Julia: Merge collect() into Vector()?

Created on 24 Apr 2016  ·  44Comments  ·  Source: JuliaLang/julia

I wonder whether collect() isn't always equivalent to Vector(), and could therefore be merged into it:

julia> methods(collect)
#3 methods for generic function "collect":
collect(r::Range{T<:Any}) at range.jl:753
collect{T}(::Type{T}, itr) at array.jl:217
collect(itr) at array.jl:224

The method for Range returns a vector, so it could be replaced with Array(), as both call vcat() in the end. convert(Vector, ...) currently fails and should be fixed.

The methods for general iterables are more complex, but they essentially always create an Array too. Even when they call similar(), it's on a 1:1 range, so they actually create a Vector. So the collect() machinery could be moved to Array()/Vector() to make them support conversion from any iterable.

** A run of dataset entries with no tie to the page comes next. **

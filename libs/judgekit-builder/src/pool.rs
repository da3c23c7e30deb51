/// Submission Pool - Bounded Queue and Worker Tasks
///
/// **Core Responsibility:**
/// Accept submissions, test a fixed number of them at a time and publish
/// every verdict on the result channel, correlated by submission id.
///
/// **Critical Properties:**
/// - The queue is bounded: `submit` waits for room, `try_submit` refuses
/// - A panic while judging one submission becomes an `INTERNAL_ERROR`
///   verdict for that submission; the worker keeps running
/// - Every accepted submission produces exactly one result, including
///   those still queued or running when shutdown cancels them

use crate::metrics::{HealthSnapshot, PoolMetrics};
use crate::tester::Judge;
use async_trait::async_trait;
use futures_util::future::join_all;
use judgekit_common::config::BuilderConfig;
use judgekit_common::types::{CompletedSubmission, SubmissionId, SubmissionRequest, SubmissionResult};
use std::sync::{Arc, Mutex, PoisonError};
use std::time::Duration;
use thiserror::Error;
use tokio::sync::{mpsc, watch};
use tokio::task::JoinHandle;
use tracing::{error, info, instrument, warn};

pub const CANCELLED_MESSAGE: &str = "submission cancelled by shutdown";
pub const PANIC_MESSAGE: &str = "submission processing panicked";

#[derive(Debug, Error, PartialEq, Eq)]
pub enum PoolError {
    #[error("the pool is shutting down")]
    ShuttingDown,

    #[error("the submission queue is full")]
    QueueFull,
}

/// Whatever turns a request into a verdict.
#[async_trait]
pub trait JudgeSubmission: Send + Sync {
    async fn judge(&self, request: &SubmissionRequest) -> SubmissionResult;
}

#[async_trait]
impl JudgeSubmission for Judge {
    async fn judge(&self, request: &SubmissionRequest) -> SubmissionResult {
        Judge::judge(self, request).await
    }
}

type SharedReceiver = Arc<tokio::sync::Mutex<mpsc::Receiver<SubmissionRequest>>>;

pub struct SubmissionPool {
    sender: Mutex<Option<mpsc::Sender<SubmissionRequest>>>,
    receiver: SharedReceiver,
    results: mpsc::UnboundedSender<CompletedSubmission>,
    workers: Mutex<Vec<JoinHandle<()>>>,
    cancel: watch::Sender<bool>,
    metrics: Arc<PoolMetrics>,
}

impl SubmissionPool {
    /// Spawn `config.pool_size` workers. Must be called inside a runtime.
    pub fn start(
        judge: Arc<dyn JudgeSubmission>,
        config: &BuilderConfig,
        metrics: Arc<PoolMetrics>,
    ) -> (Self, mpsc::UnboundedReceiver<CompletedSubmission>) {
        let (sender, receiver) = mpsc::channel(config.queue_capacity.max(1));
        let (results, results_rx) = mpsc::unbounded_channel();
        let (cancel, cancel_rx) = watch::channel(false);
        let receiver: SharedReceiver = Arc::new(tokio::sync::Mutex::new(receiver));

        let workers = (0..config.pool_size.max(1))
            .map(|index| {
                tokio::spawn(worker(
                    index,
                    Arc::clone(&receiver),
                    Arc::clone(&judge),
                    results.clone(),
                    Arc::clone(&metrics),
                    cancel_rx.clone(),
                ))
            })
            .collect();

        info!(
            workers = config.pool_size.max(1),
            queue_capacity = config.queue_capacity.max(1),
            "submission pool started"
        );

        let pool = Self {
            sender: Mutex::new(Some(sender)),
            receiver,
            results,
            workers: Mutex::new(workers),
            cancel,
            metrics,
        };
        (pool, results_rx)
    }

    fn sender(&self) -> Result<mpsc::Sender<SubmissionRequest>, PoolError> {
        self.sender
            .lock()
            .unwrap_or_else(PoisonError::into_inner)
            .clone()
            .ok_or(PoolError::ShuttingDown)
    }

    /// Queue a submission, waiting while the queue is full. Dropping the
    /// returned future before it resolves leaves nothing queued.
    pub async fn submit(&self, request: SubmissionRequest) -> Result<SubmissionId, PoolError> {
        let sender = self.sender()?;
        let permit = sender.reserve().await.map_err(|_| PoolError::ShuttingDown)?;
        let id = request.id;
        self.metrics.queued();
        permit.send(request);
        Ok(id)
    }

    /// Queue a submission or fail immediately if there is no room.
    pub fn try_submit(&self, request: SubmissionRequest) -> Result<SubmissionId, PoolError> {
        let sender = self.sender()?;
        let permit = sender.try_reserve().map_err(|e| match e {
            mpsc::error::TrySendError::Full(()) => PoolError::QueueFull,
            mpsc::error::TrySendError::Closed(()) => PoolError::ShuttingDown,
        })?;
        let id = request.id;
        self.metrics.queued();
        permit.send(request);
        Ok(id)
    }

    pub fn health(&self) -> HealthSnapshot {
        self.metrics.snapshot()
    }

    /// Stop accepting work, give in-flight and queued submissions `grace`
    /// to finish, then cancel the rest. Cancelled submissions still get an
    /// `INTERNAL_ERROR` result.
    #[instrument(skip(self))]
    pub async fn shutdown(&self, grace: Duration) {
        let sender = self.sender.lock().unwrap_or_else(PoisonError::into_inner).take();
        if sender.is_none() {
            return;
        }
        drop(sender);
        info!("submission pool shutting down");

        let workers = std::mem::take(&mut *self.workers.lock().unwrap_or_else(PoisonError::into_inner));
        let mut joined = Box::pin(join_all(workers));
        if tokio::time::timeout(grace, joined.as_mut()).await.is_err() {
            warn!("grace period expired, cancelling remaining submissions");
            let _ = self.cancel.send(true);
            joined.await;
        }

        let mut receiver = self.receiver.lock().await;
        receiver.close();
        while let Some(request) = receiver.recv().await {
            self.metrics.dequeued();
            let result = SubmissionResult::internal_error(&request.test_cases, CANCELLED_MESSAGE);
            self.metrics.record(&result);
            publish(&self.results, request.id, result);
        }
        info!("submission pool stopped");
    }
}

fn publish(results: &mpsc::UnboundedSender<CompletedSubmission>, id: SubmissionId, result: SubmissionResult) {
    if results.send(CompletedSubmission { id, result }).is_err() {
        warn!(submission_id = %id, "result receiver dropped, discarding result");
    }
}

async fn cancelled(cancel: &mut watch::Receiver<bool>) {
    if cancel.wait_for(|c| *c).await.is_err() {
        std::future::pending::<()>().await;
    }
}

async fn worker(
    index: usize,
    receiver: SharedReceiver,
    judge: Arc<dyn JudgeSubmission>,
    results: mpsc::UnboundedSender<CompletedSubmission>,
    metrics: Arc<PoolMetrics>,
    mut cancel: watch::Receiver<bool>,
) {
    loop {
        let next = {
            let mut receiver = receiver.lock().await;
            tokio::select! {
                biased;
                _ = cancelled(&mut cancel) => None,
                request = receiver.recv() => request,
            }
        };
        let Some(request) = next else { break };

        metrics.dequeued();
        metrics.started();
        let id = request.id;
        let test_cases = request.test_cases.clone();

        let judge = Arc::clone(&judge);
        let mut task = tokio::spawn(async move { judge.judge(&request).await });

        let result = tokio::select! {
            biased;
            joined = &mut task => match joined {
                Ok(result) => result,
                Err(e) => {
                    error!(worker = index, submission_id = %id, error = %e, "judging task failed");
                    SubmissionResult::internal_error(&test_cases, PANIC_MESSAGE)
                }
            },
            _ = cancelled(&mut cancel) => {
                task.abort();
                let _ = task.await;
                warn!(worker = index, submission_id = %id, "submission cancelled");
                SubmissionResult::internal_error(&test_cases, CANCELLED_MESSAGE)
            }
        };

        metrics.finished(&result);
        publish(&results, id, result);
    }
    info!(worker = index, "worker stopped");
}

#[cfg(test)]
mod tests {
    use super::*;
    use judgekit_common::types::{
        CompilationResult, Problem, ProblemType, TestCase, TestOutcome, TestResult,
    };
    use prometheus::Registry;
    use std::collections::HashSet;

    /// Program text drives the stub: `sleep:<ms>`, `panic` or `hang`.
    struct Scripted;

    #[async_trait]
    impl JudgeSubmission for Scripted {
        async fn judge(&self, request: &SubmissionRequest) -> SubmissionResult {
            match request.program_text.as_str() {
                "panic" => panic!("judge blew up"),
                "hang" => tokio::time::sleep(Duration::from_secs(3600)).await,
                text => {
                    let ms = text.strip_prefix("sleep:").and_then(|ms| ms.parse().ok()).unwrap_or(0);
                    tokio::time::sleep(Duration::from_millis(ms)).await;
                }
            }
            let results = request
                .test_cases
                .iter()
                .map(|_| TestResult::new(TestOutcome::Passed, "Passed"))
                .collect();
            SubmissionResult::new(CompilationResult::success(), results)
        }
    }

    fn request(program: &str) -> SubmissionRequest {
        SubmissionRequest::new(
            Problem::new(ProblemType::CProgram, ""),
            vec![TestCase::new("a", "", ""), TestCase::new("b", "", "")],
            program,
        )
    }

    fn pool(pool_size: usize, queue_capacity: usize) -> (SubmissionPool, mpsc::UnboundedReceiver<CompletedSubmission>) {
        let config = BuilderConfig {
            pool_size,
            queue_capacity,
            ..BuilderConfig::default()
        };
        let metrics = Arc::new(PoolMetrics::new(&Registry::new()).unwrap());
        SubmissionPool::start(Arc::new(Scripted), &config, metrics)
    }

    #[tokio::test(start_paused = true)]
    async fn test_results_are_correlated_by_id() {
        let (pool, mut results) = pool(3, 8);
        let mut ids = HashSet::new();
        for program in ["sleep:300", "sleep:100", "sleep:200"] {
            ids.insert(pool.submit(request(program)).await.unwrap());
        }

        let mut seen = HashSet::new();
        for _ in 0..3 {
            let completed = results.recv().await.unwrap();
            assert!(completed.result.all_passed());
            seen.insert(completed.id);
        }

        assert_eq!(seen, ids);
    }

    #[tokio::test(start_paused = true)]
    async fn test_panic_is_isolated_to_its_submission() {
        let (pool, mut results) = pool(1, 4);
        let bad = pool.submit(request("panic")).await.unwrap();
        let good = pool.submit(request("sleep:10")).await.unwrap();

        let first = results.recv().await.unwrap();
        assert_eq!(first.id, bad);
        assert_eq!(first.result.test_results.len(), 2);
        assert!(first
            .result
            .test_results
            .iter()
            .all(|r| r.outcome == TestOutcome::InternalError));

        let second = results.recv().await.unwrap();
        assert_eq!(second.id, good);
        assert!(second.result.all_passed());
    }

    #[tokio::test(start_paused = true)]
    async fn test_try_submit_reports_full_queue() {
        let (pool, _results) = pool(1, 1);
        pool.try_submit(request("hang")).unwrap();
        tokio::time::sleep(Duration::from_millis(10)).await;

        pool.try_submit(request("hang")).unwrap();
        assert_eq!(pool.try_submit(request("hang")), Err(PoolError::QueueFull));
        assert_eq!(pool.health().queue_depth, 1);
        assert_eq!(pool.health().in_flight, 1);
    }

    #[tokio::test(start_paused = true)]
    async fn test_graceful_shutdown_finishes_queued_work() {
        let (pool, mut results) = pool(1, 4);
        pool.submit(request("sleep:50")).await.unwrap();
        pool.submit(request("sleep:50")).await.unwrap();

        pool.shutdown(Duration::from_secs(10)).await;

        for _ in 0..2 {
            assert!(results.recv().await.unwrap().result.all_passed());
        }
        assert_eq!(pool.submit(request("sleep:1")).await, Err(PoolError::ShuttingDown));
    }

    #[tokio::test(start_paused = true)]
    async fn test_forced_shutdown_cancels_everything() {
        let (pool, mut results) = pool(1, 4);
        let running = pool.submit(request("hang")).await.unwrap();
        tokio::time::sleep(Duration::from_millis(10)).await;
        let queued = pool.submit(request("hang")).await.unwrap();

        pool.shutdown(Duration::from_millis(100)).await;

        let mut cancelled = HashSet::new();
        for _ in 0..2 {
            let completed = results.recv().await.unwrap();
            assert_eq!(completed.result.test_results[0].outcome, TestOutcome::InternalError);
            assert_eq!(completed.result.test_results[0].message, CANCELLED_MESSAGE);
            cancelled.insert(completed.id);
        }
        assert_eq!(cancelled, HashSet::from([running, queued]));

        let health = pool.health();
        assert_eq!(health.queue_depth, 0);
        assert_eq!(health.in_flight, 0);
        assert_eq!(health.completed, 2);
    }

    #[tokio::test(start_paused = true)]
    async fn test_abandoned_submit_is_not_counted() {
        let (pool, _results) = pool(1, 1);
        pool.submit(request("hang")).await.unwrap();
        tokio::time::sleep(Duration::from_millis(10)).await;
        pool.submit(request("hang")).await.unwrap();

        let waiting = tokio::time::timeout(Duration::from_millis(50), pool.submit(request("hang"))).await;
        assert!(waiting.is_err());

        let health = pool.health();
        assert_eq!(health.queue_depth, 1);
        assert_eq!(health.in_flight, 1);
    }
}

This issue is related to discussions regarding similar() (https://github.com/JuliaLang/julia/issues/13731). Indeed, Julia provides a few functions which appear to behave differently, but in practice behave like Array, and callers end up depending on this assumption. This makes the API more complex and less explicit.

See also https://github.com/JuliaLang/julia/issues/12251 about merging full into Array.

arrays collections design

Most helpful comment

Yes, I agree we seem to need collect. Most (all?) current uses can be replaced by Array(itr), which is great, but we need a function that picks an appropriate array type (e.g. for materializing a lazy view of an immutable or distributed array, etc.). AbstractArray(itr) or DenseArray(itr) might be able to do that, but (1) that's pretty long, and (2) lazy views might still be subtypes of AbstractArray.

All 44 comments

Indeed. Let's keep this issue to discuss the case of collect then, to avoid polluting the other thread.

It would be a lot cleaner, as that is actually what people want when using "our" collect method. I only know the method name collect from Ruby where it is identical to our map (and their own map,...), just to add to the confusion.

collect returns an Array, not (always) a Vector. To usecollect rather than convert(Array,...) indicates better that values/objects ) are to be gathered which possibly do not yet exists and which possibly will not exist anymore as iterable after the collection (for example when collecting iterables of random numbers, user inputs or unique ids). My impression is thatconvert should work on things which exist and should not wait an indefinite time for the generation of a new value/event.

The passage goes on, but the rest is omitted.